**Work request:** If a line in the entries contains the word "crate", list it.

Items from a data source:
Segment Open
//! Resolution error types.
//!
//! Every variant names the offending address or alias; daily-note misses
//! spell out the creation escape hatch so callers can offer it.

use thiserror::Error;

/// Errors raised during address resolution.
#[derive(Debug, Error)]
pub enum ResolveError {
    /// Malformed address (bad scheme syntax, authority component, `..`
    /// traversal, undecodable percent sequence).
    #[error("invalid address \"{address}\": {reason}")]
    InvalidAddress {
        /// The raw address as given.
        address: String,
        /// What made it invalid.
        reason: String,
    },

    /// A recognized scheme this gateway does not serve.
    #[error("unsupported scheme \"{scheme}\"")]
    UnsupportedScheme {
        /// The rejected scheme.
        scheme: String,
    },

    /// Daily addressing was used but no daily-note provider is enabled.
    #[error("no daily note provider is enabled; configure daily note settings to use daily:// addresses")]
    DailyProviderUnavailable,

    /// An alias token that is neither symbolic nor a date in the configured
    /// format.
    #[error("invalid date alias \"{alias}\" (expected today, yesterday, tomorrow, or a date in format {format})")]
    DailyAliasInvalid {
        /// The offending alias token.
        alias: String,
        /// The configured date format.
        format: String,
    },

    /// The daily note for an alias does not exist yet. Distinct from a
    /// generic not-found so callers can offer creation.
    #[error("daily note for \"{alias}\" does not exist at {path}; pass create_if_missing to create it")]
    DailyNoteMissing {
        /// The alias that resolved to the missing note.
        alias: String,
        /// Where the note would live.
        path: String,
    },

    /// Settings provider failure.
    #[error(transparent)]
    Config(#[from] quill_config::ConfigError),

    /// Storage failure during existence check or creation.
    #[error(transparent)]
    Vault(#[from] quill_vault::VaultError),
}

impl ResolveError {
    /// Shorthand for [`ResolveError::InvalidAddress`].
    pub(crate) fn invalid(address: &str, reason: impl Into<String>) -> Self {
        Self::InvalidAddress {
            address: address.to_string(),
            reason: reason.into(),
        }
    }
}

/// Result type for resolution operations.
pub type ResolveResult<T> = Result<T, ResolveError>;
//! Extension provider contract.
//!
//! Third-party engines (structured-query, task-tracking, quick-capture,
//! time-block) surface their results as addressable resources by
//! implementing this trait and registering under their own scheme. Their
//! query semantics are their own contract; the gateway only needs
//! enablement and the scheme-to-ops mapping.

use async_trait::async_trait;

use quill_core::CapabilityToken;

use crate::error::GatewayResult;
use crate::types::ToolResult;

/// A third-party engine addressable through its own scheme.
#[async_trait]
pub trait ExtensionProvider: Send + Sync {
    /// The scheme this provider owns, e.g. `tasks`.
    fn scheme(&self) -> &str;

    /// Human-readable description for resource listings.
    fn description(&self) -> &str;

    /// Whether the provider is currently available. A disabled provider's
    /// scheme reads as unknown, not as an error naming the provider.
    fn is_enabled(&self) -> bool;

    /// Enumerate the provider's addressable entries for this token.
    async fn list(&self, token: &CapabilityToken) -> GatewayResult<Vec<String>>;

    /// Evaluate the path/query under this provider's namespace.
    async fn read(&self, path: &str, token: &CapabilityToken) -> GatewayResult<ToolResult>;
}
Segment Closed
**Solution:**
    pub(crate) fn invalid(address: &str, reason: impl Into<String>) -> Self {
use crate::error::GatewayResult;
use crate::types::ToolResult;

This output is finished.